The agency said it expects fixed mortgage rates to stay relatively flat for most of the year, with the five-year posted rate at between 4.1 per cent and 5.6 per cent, then increase slightly in 2012.

CMHC said variable rate mortgages would remain near historically low levels, although some banks recently increased their variable rates to reflect the higher cost of raising money.

Prices of homes shown on the Multiple Listing Service are expected to grow only slightly going forward because the supply and demand for resale homes will likely stay in balanced territory, CMHC said.

A least one analyst agreed that the real estate market should stay fairly healthy for the rest of 2011, but said it’s already cooling slowly and home prices may decline in the longer term.

“What you’re probably looking at is a period where prices are relatively flat, maybe a little bit lower in the next few years,” said Adrienne Warren, an economist at Scotiabank who specializes in the real estate industry.

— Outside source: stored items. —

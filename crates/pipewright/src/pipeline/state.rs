use std::fmt;

use crate::device::GraphicsDevice;

use super::{DepthStencilState, DescriptorSet, InputLayout, RootSignature};

/// A linked program plus its reflected uniform and sampler sets.
///
/// Immutable once built. Slot routing is not stored here: it is resolved each
/// time the state is bound and lives in the interpreter session.
///
/// Invariant: no name appears in both `uniforms` and `samplers`.
pub struct PipelineState<D: GraphicsDevice> {
    pub(crate) name: String,
    pub(crate) program: D::Program,
    pub(crate) uniforms: DescriptorSet<D::UniformLocation>,
    pub(crate) samplers: DescriptorSet<D::UniformLocation>,
    pub(crate) input_layout: Option<InputLayout>,
    pub(crate) root_signature: Option<RootSignature>,
    pub(crate) depth_stencil_state: Option<DepthStencilState>,
}

impl<D: GraphicsDevice> PipelineState<D> {
    #[inline]
    pub fn name(&self) -> &str {
        &self.name
    }

    #[inline]
    pub fn program(&self) -> D::Program {
        self.program
    }

    /// Non-sampler active uniforms, in reflection order.
    #[inline]
    pub fn uniforms(&self) -> &DescriptorSet<D::UniformLocation> {
        &self.uniforms
    }

    /// 2D and cube sampler uniforms, in reflection order.
    #[inline]
    pub fn samplers(&self) -> &DescriptorSet<D::UniformLocation> {
        &self.samplers
    }

    #[inline]
    pub fn input_layout(&self) -> Option<&InputLayout> {
        self.input_layout.as_ref()
    }

    #[inline]
    pub fn root_signature(&self) -> Option<&RootSignature> {
        self.root_signature.as_ref()
    }

    #[inline]
    pub fn depth_stencil_state(&self) -> Option<&DepthStencilState> {
        self.depth_stencil_state.as_ref()
    }

    /// Deletes the program on `device`.
    pub fn destroy(self, device: &mut D) {
        log::debug!("deleting program of pipeline state `{}`", self.name);
        device.delete_program(self.program);
    }
}

impl<D: GraphicsDevice> fmt::Debug for PipelineState<D> {
    fn fmt(&self, f: &mut fmt::Formatter<'_>) -> fmt::Result {
        f.debug_struct("PipelineState")
            .field("name", &self.name)
            .field("program", &self.program)
            .field("uniforms", &self.uniforms)
            .field("samplers", &self.samplers)
            .field("input_layout", &self.input_layout)
            .field("root_signature", &self.root_signature)
            .field("depth_stencil_state", &self.depth_stencil_state)
            .finish()
    }
}
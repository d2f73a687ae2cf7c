use std::fmt;

use serde::Deserialize;

/// Programmable stage a shader unit is compiled for.
#[derive(Debug, Copy, Clone, Eq, PartialEq, Hash)]
pub enum ShaderStage {
    Vertex,
    Fragment,
}

impl fmt::Display for ShaderStage {
    fn fmt(&self, f: &mut fmt::Formatter<'_>) -> fmt::Result {
        match self {
            ShaderStage::Vertex => f.write_str("vertex"),
            ShaderStage::Fragment => f.write_str("fragment"),
        }
    }
}

/// Type tag reported for an active uniform.
///
/// Only the two sampler tags change routing; `FloatVec4` and `FloatMat4` are
/// the only types the interpreter can assign through a root signature.
#[derive(Debug, Copy, Clone, Eq, PartialEq, Hash)]
pub enum UniformType {
    Float,
    FloatVec2,
    FloatVec3,
    FloatVec4,
    Int,
    Bool,
    FloatMat2,
    FloatMat3,
    FloatMat4,
    Sampler2d,
    SamplerCube,
    /// Backend type code with no named variant.
    Other(u32),
}

impl UniformType {
    /// Returns `true` for the sampler types that route to a pipeline's sampler set.
    #[inline]
    pub fn is_sampler(self) -> bool {
        matches!(self, UniformType::Sampler2d | UniformType::SamplerCube)
    }
}

/// One entry of a program's active-uniform list, as reported by the device.
#[derive(Debug, Clone, PartialEq, Eq)]
pub struct ActiveUniform {
    pub name: String,
    /// Declared array size (1 for non-arrays).
    pub size: i32,
    pub ty: UniformType,
}

/// Memory type of one vertex-attribute component.
#[derive(Debug, Copy, Clone, Eq, PartialEq, Hash, Deserialize)]
#[serde(rename_all = "camelCase")]
pub enum ComponentType {
    Byte,
    UnsignedByte,
    Short,
    UnsignedShort,
    Int,
    UnsignedInt,
    Float,
}

/// Depth comparison function.
#[derive(Debug, Copy, Clone, Eq, PartialEq, Hash, Deserialize)]
#[serde(rename_all = "camelCase")]
pub enum CompareFunc {
    Never,
    Less,
    Equal,
    LessEqual,
    Greater,
    NotEqual,
    GreaterEqual,
    Always,
}

/// Fixed-function toggles the interpreter drives.
#[derive(Debug, Copy, Clone, Eq, PartialEq, Hash)]
pub enum Capability {
    DepthTest,
    StencilTest,
}

/// Plane of the current render target affected by a clear.
#[derive(Debug, Copy, Clone, Eq, PartialEq, Hash)]
pub enum ClearPlane {
    Color,
    Depth,
}

/// Primitive assembly mode for a draw.
#[derive(Debug, Copy, Clone, Eq, PartialEq, Hash)]
pub enum Topology {
    Points,
    Lines,
    LineLoop,
    LineStrip,
    Triangles,
    TriangleStrip,
    TriangleFan,
}

/// Element type of an index buffer.
#[derive(Debug, Copy, Clone, Eq, PartialEq, Hash)]
pub enum IndexType {
    U8,
    U16,
    U32,
}

impl IndexType {
    /// Size of one index in bytes.
    #[inline]
    pub fn byte_size(self) -> u32 {
        match self {
            IndexType::U8 => 1,
            IndexType::U16 => 2,
            IndexType::U32 => 4,
        }
    }
}

#[derive(Debug, Copy, Clone, Eq, PartialEq, Hash)]
pub enum TextureTarget {
    Texture2d,
    CubeMap,
}

#[derive(Debug, Copy, Clone, Eq, PartialEq, Hash)]
pub enum TextureFilter {
    Nearest,
    Linear,
    NearestMipmapNearest,
    LinearMipmapNearest,
    NearestMipmapLinear,
    LinearMipmapLinear,
}

#[derive(Debug, Copy, Clone, Eq, PartialEq, Hash)]
pub enum TextureWrap {
    Repeat,
    ClampToEdge,
    MirroredRepeat,
}

/// A single texture parameter write.
#[derive(Debug, Copy, Clone, Eq, PartialEq, Hash)]
pub enum TextureParameter {
    MinFilter(TextureFilter),
    MagFilter(TextureFilter),
    WrapS(TextureWrap),
    WrapT(TextureWrap),
}

#[cfg(test)]
mod tests {
    use super::*;

    #[test]
    fn only_sampler_tags_are_samplers() {
        assert!(UniformType::Sampler2d.is_sampler());
        assert!(UniformType::SamplerCube.is_sampler());
        for ty in [
            UniformType::Float,
            UniformType::FloatVec4,
            UniformType::FloatMat4,
            UniformType::Int,
            UniformType::Other(0x8B5F),
        ] {
            assert!(!ty.is_sampler(), "{ty:?} must route to uniforms");
        }
    }

    #[test]
    fn index_sizes() {
        assert_eq!(IndexType::U8.byte_size(), 1);
        assert_eq!(IndexType::U16.byte_size(), 2);
        assert_eq!(IndexType::U32.byte_size(), 4);
    }

    #[test]
    fn compare_func_parses_camel_case() {
        let f: CompareFunc = serde_json::from_str("\"lessEqual\"").unwrap();
        assert_eq!(f, CompareFunc::LessEqual);
    }
}
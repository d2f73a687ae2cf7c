//! Pass execution.
//!
//! The interpreter walks passes in order and turns each command into device
//! calls. It is a two-state machine:
//! - unbound: framebuffer, clear and pipeline commands only
//! - bound: a session holds the current pipeline state and its resolved routing
//!
//! Binding a pipeline state replaces the whole session.

mod draw;
mod exec;
mod session;

pub use exec::Interpreter;
pub use session::InterpreterSession;
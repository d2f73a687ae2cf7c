use std::sync::Once;

/// Logger configuration.
///
/// `env_filter` uses the `env_logger` filter syntax (e.g. "info",
/// "pipewright=debug,pipewright::interpreter=trace"). When unset, `RUST_LOG`
/// is consulted, then the level falls back to `warn`.
#[derive(Debug, Clone)]
pub struct LoggingConfig {
    pub env_filter: Option<String>,
    pub write_style: env_logger::WriteStyle,
    /// Prefix records with a millisecond timestamp.
    pub timestamps: bool,
}

impl Default for LoggingConfig {
    fn default() -> Self {
        Self {
            env_filter: None,
            write_style: env_logger::WriteStyle::Auto,
            timestamps: false,
        }
    }
}

static INIT: Once = Once::new();

/// Installs the global logger once; later calls are ignored.
///
/// If another logger was installed first, it is left in place.
pub fn init_logging(config: LoggingConfig) {
    INIT.call_once(|| {
        let mut builder = env_logger::Builder::new();

        match config.env_filter {
            Some(filter) => {
                builder.parse_filters(&filter);
            }
            None => match std::env::var("RUST_LOG") {
                Ok(filter) => {
                    builder.parse_filters(&filter);
                }
                Err(_) => {
                    builder.filter_level(log::LevelFilter::Warn);
                }
            },
        }

        builder.write_style(config.write_style);
        if config.timestamps {
            builder.format_timestamp_millis();
        } else {
            builder.format_timestamp(None);
        }

        if builder.try_init().is_ok() {
            log::debug!("logging initialized");
        }
    });
}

“Affordability from a price perspective has deteriorated and that’s going to have to, over time, come back to more normal levels but it doesn’t imply that that has to happen quickly as a type of correction that occurs quickly.”

She said interest rates are low and attractive right now and encourage first time home buyers to enter the market, which drives up prices. Once those rates begin to rise — likely in the second half of 2012 — the current price of homes will become unaffordable for many, putting downward pressure on future prices.

In its report Monday, CMHC said changes to mortgage rules introduced by the federal government earlier this year played a part in reducing mortgage interest payments and allowed Canadians to build equity in their homes faster.

Canadians are finding it easier to pay off their mortgages, with arrears levels improving and the volume of mortgage insurance claims lower than expected.

In March, the federal government put through new rules that reduced the maximum amortization period to 30 years and cut the maximum amount Canadians can borrow to 85 per cent of the home’s value.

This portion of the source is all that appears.